We should believe that after you've just admitted that Skyline was a failure?

These aren't a bunch of ideas or concepts here, these are our businesses!  We 
feed our families, we pay our bills, we survive based on Softimage and now we 
have to hope that somehow Bifrost is not in the 99% failure, but 1% innovation?

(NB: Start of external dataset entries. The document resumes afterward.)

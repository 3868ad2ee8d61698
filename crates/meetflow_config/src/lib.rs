use config::{Config, ConfigError, Environment, File};
use once_cell::sync::OnceCell;
use std::env;
use std::path::{Path, PathBuf};
pub mod models;
pub use models::*;

/// Loads the application configuration.
///
/// Layering, lowest to highest precedence:
/// 1. `config/default.yml` at the workspace root
/// 2. `config/{RUN_ENV}.yml` (RUN_ENV defaults to "debug")
/// 3. environment variables prefixed `MEETFLOW`, with `__` as the separator
///    (e.g. `MEETFLOW__CALENDAR__BASE_URL`)
pub fn load_config() -> Result<AppConfig, ConfigError> {
    ensure_dotenv_loaded();

    let run_env = env::var("RUN_ENV").unwrap_or_else(|_| "debug".to_string());
    let prefix = env::var("PREFIX").unwrap_or_else(|_| "MEETFLOW".to_string());

    let root = workspace_root();
    let default_path = root.join("config/default");
    let env_path = root.join(format!("config/{}", run_env));

    let builder = Config::builder()
        .add_source(File::with_name(&default_path.to_string_lossy()).required(false))
        .add_source(File::with_name(&env_path.to_string_lossy()).required(false))
        .add_source(Environment::with_prefix(&prefix).separator("__"));

    let raw_config: AppConfig = builder.build()?.try_deserialize()?;
    Ok(raw_config)
}

/// Locates the workspace root by walking up from the running crate's manifest
/// directory until a `config/default.yml` is found. Falls back to the current
/// directory, so deployments can ship the config dir next to the binary.
fn workspace_root() -> PathBuf {
    let start = env::var("CARGO_MANIFEST_DIR")
        .map(PathBuf::from)
        .unwrap_or_else(|_| PathBuf::from("."));
    start
        .ancestors()
        .find(|dir| dir.join("config").join("default.yml").exists())
        .map(Path::to_path_buf)
        .unwrap_or(start)
}

static INIT_DOTENV: OnceCell<()> = OnceCell::new();

/// Ensures that the dotenv file is loaded into the environment variables.
///
/// Guarded by a `OnceCell` so repeated calls (each crate's entry points may
/// call this defensively) only touch the filesystem once.
pub fn ensure_dotenv_loaded() {
    INIT_DOTENV.get_or_init(|| {
        if dotenv::dotenv().is_err() {
            tracing::debug!("no .env file found, relying on process environment");
        }
    });
}
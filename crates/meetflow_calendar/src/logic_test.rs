#[cfg(test)]
mod tests {
    use crate::logic::{load_availability, month_range, resolve_month};
    use chrono::{Datelike, Local, NaiveDate};
    use meetflow_common::services::{
        AvailabilitySlot, BoxFuture, CalendarApi, CreateBookingRequest,
    };
    use std::fmt;

    fn date(y: i32, m: u32, d: u32) -> NaiveDate {
        NaiveDate::from_ymd_opt(y, m, d).unwrap()
    }

    #[test]
    fn test_month_range_regular_month() {
        let (first, last) = month_range(date(2025, 7, 15));
        assert_eq!(first, date(2025, 7, 1));
        assert_eq!(last, date(2025, 7, 31));
    }

    #[test]
    fn test_month_range_february_leap_year() {
        let (first, last) = month_range(date(2024, 2, 10));
        assert_eq!(first, date(2024, 2, 1));
        assert_eq!(last, date(2024, 2, 29));
    }

    #[test]
    fn test_month_range_december_wraps_year() {
        let (first, last) = month_range(date(2025, 12, 5));
        assert_eq!(first, date(2025, 12, 1));
        assert_eq!(last, date(2025, 12, 31));
    }

    #[test]
    fn test_resolve_month_parses_selector() {
        assert_eq!(resolve_month(Some("2025-07")), date(2025, 7, 1));
    }

    #[test]
    fn test_resolve_month_defaults_on_missing_or_bad_input() {
        let today = Local::now().date_naive();
        let resolved = resolve_month(None);
        assert_eq!((resolved.year(), resolved.month()), (today.year(), today.month()));

        let resolved = resolve_month(Some("not-a-month"));
        assert_eq!((resolved.year(), resolved.month()), (today.year(), today.month()));
    }

    #[derive(Debug)]
    struct FakeError;

    impl fmt::Display for FakeError {
        fn fmt(&self, f: &mut fmt::Formatter<'_>) -> fmt::Result {
            write!(f, "calendar service unavailable")
        }
    }

    impl std::error::Error for FakeError {}

    /// Fake calendar service: availability fails, bookings are not expected.
    struct DownCalendar;

    impl CalendarApi for DownCalendar {
        type Error = FakeError;

        fn fetch_availability(
            &self,
            _start: NaiveDate,
            _end: NaiveDate,
        ) -> BoxFuture<'_, Vec<AvailabilitySlot>, Self::Error> {
            Box::pin(async { Err(FakeError) })
        }

        fn create_booking(
            &self,
            _request: CreateBookingRequest,
        ) -> BoxFuture<'_, serde_json::Value, Self::Error> {
            Box::pin(async { panic!("no booking expected in this test") })
        }
    }

    #[tokio::test]
    async fn test_load_availability_swallows_service_errors() {
        let payload = load_availability(&DownCalendar, Some("2025-07")).await;
        assert!(payload.availability.is_empty());
    }
}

Do you seriously want us to bet our future on that?  Would you go home and tell 
your significant other that rather than focusing on a tool that works for you, 
makes money for you right now, you're betting everything on a promise from 
Autodesk??

Who on earth does business like that??  Is Autodesk going to pay our mortgages 
or feed our families when Bifrost falls apart?  Because unless that's the plan, 
I can't think of a single sane person who would go along with this Maya-only 
plan.

This is absolutely a terrible way to do business and everyone at Autodesk knows 
it.  They've just dug in their heels to avoid looking like they've made a 
colossal mistake.

-Paul




On Tue, Mar 18, 2014 at 12:08 PM, Adam Sale 
<adamfs...@gmail.com<mailto:adamfs...@gmail.com><mailto:adamfs...@gmail.com<mailto:adamfs...@gmail.com>>>
 wrote:

Maurice, in all of this talk the one glaring omission is this. You guys are 
always trying to innovate. You have said success is often 99 percent failure to 
one percent success. Well, in the event bifrost falls by the wayside like 
skyline did, all of a sudden autodesk will have zero node based solutions to do 
the type of ice work we expect of a dcc product. How is that a wise move as a 
company? Its like throwing out the baby with the bath water and seems 
incredibly short sighted. So as we move to bifrost to begin our transition away 
from ICE, we may be in this same mess a couple years down the road if it doesnt 
pan out. Imagine the fallout then.. people will go absolutely nuclear on AD.